SES NYC 2006, Day 2

Bleh. Two nights with five hours of sleep a night are catching up to me. I did a couple sessions today. I was scheduled to talk for Pundits on Search, and then I hopped in on Duplicate Content Issues to tackle Q&A and discuss a few high-order bits. I was added to that session at the last minute, so I didn’t bother to make PowerPointage; I just talked about some suggestions that I’d bear in mind. Chris Boggs did a great job of covering the duplicate content session.

For the “Pundits” panel, the questions were softer than I expected. When you’ve got three poster bloggers from GYM in one place, I expected more “Let’s try to lead the experts into a mine field and then take off the blindfold”-type questions. Barry did a solid job of covering the session, but it was a bit of a “you had to be there” session. I gently teased Scoble because some versions of IE7 didn’t have a Google search option built-in, and the instruction manual showed you how to add (AOL? Ask? Yahoo?) but not Google. On the other hand, Scoble gave props to Google on mobile phones and for several other things, so everybody got along and nobody had hurt feelings.

Other tweaks I’d add to Barry’s write-up:

– Vertical search start-ups. I think it’s great that different folks are tackling vertical search areas. Power to them for exploring these opportunities. I mentioned that it was a plus that it’s easier to start a company these days. On the minus side, existing search engines have a lot of infrastructure, so trying a vertical search experiment is a lot easier for us (we already have a large chunk of the web, indexing code, a serving infrastructure, etc.).
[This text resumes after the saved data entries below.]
//! Unified error types for the domain layer
//!
//! Every rule in the domain reports failure through [`DomainError`], so the
//! shell can decide per variant whether to keep the user on the current step
//! or abort the operation.

use thiserror::Error;

/// Unified error type for domain operations
#[derive(Debug, Error, Clone, PartialEq, Eq)]
pub enum DomainError {
    /// Validation failed (empty name, incomplete allocation, missing choice)
    #[error("Validation failed: {0}")]
    Validation(String),

    /// Entity not found in the catalog
    #[error("{entity_type} not found: {id}")]
    NotFound {
        entity_type: &'static str,
        id: String,
    },

    /// Business rule violation
    #[error("Constraint violation: {0}")]
    Constraint(String),

    /// Parse error (catalog data, ability or category names)
    #[error("Parse error: {0}")]
    Parse(String),

    /// State transition not allowed
    #[error("Invalid state transition: {0}")]
    InvalidStateTransition(String),
}

impl DomainError {
    /// Creates a validation error for a wizard step that cannot be completed.
    ///
    /// # Example
    /// ```ignore
    /// if name.is_empty() {
    ///     return Err(DomainError::validation("Character name cannot be empty"));
    /// }
    /// ```
    pub fn validation(msg: impl Into<String>) -> Self {
        Self::Validation(msg.into())
    }

    /// Create a not found error
    pub fn not_found(entity_type: &'static str, id: impl Into<String>) -> Self {
        Self::NotFound {
            entity_type,
            id: id.into(),
        }
    }

    /// Create a constraint violation error
    pub fn constraint(msg: impl Into<String>) -> Self {
        Self::Constraint(msg.into())
    }

    /// Creates a parse error for string-to-type conversion failures.
    pub fn parse(msg: impl Into<String>) -> Self {
        Self::Parse(msg.into())
    }

    /// Create an invalid state transition error
    pub fn invalid_state_transition(msg: impl Into<String>) -> Self {
        Self::InvalidStateTransition(msg.into())
    }

    /// Whether the error should keep the user on the current step.
    pub fn is_validation(&self) -> bool {
        matches!(self, Self::Validation(_))
    }
}

impl From<serde_json::Error> for DomainError {
    fn from(err: serde_json::Error) -> Self {
        Self::Parse(err.to_string())
    }
}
I had a nice chat with someone from Oodle and gave my recommendations for site architecture and subdirectories vs. subdomains.

– d.e.l.i.c.i.o.u.s. – I mentioned the bad first experiences I’d had with delicious (importing bookmarks didn’t work for me) and Flickr (I hit a size quota immediately because I tried to upload full-size images), and how social search might not gain traction with regular non-techie folks for a while. The analogy I used was wireless stuff back in 2000-2001; it was clear that wireless would be important at some point in the future, but pinning one’s hopes to a WAP/WML search engine back in 2000 could be premature. In the same way that it was early for wireless back then, part of me wonders if Yahoo’s emphasis on social search is too soon. My Web 2.0 was launched around June 28th, 2005, so that’s 246 days or about 8 months (no, I’m not a savant; I searched for [date calculator] and used the first result). The My Web 2.0 page says that Y! is serving 170,160 tags, so dividing that out, is that under 700 new/distinct tags/day? It’s late, so I’ll leave the detailed discussion of tag growth for another day; such is the stuff of late-night debates. πŸ™‚ Also via TW I notice that Greg Linden of Findory fame is thinking about this too, especially the issues of spam (remember meta-tags?) and non-participation.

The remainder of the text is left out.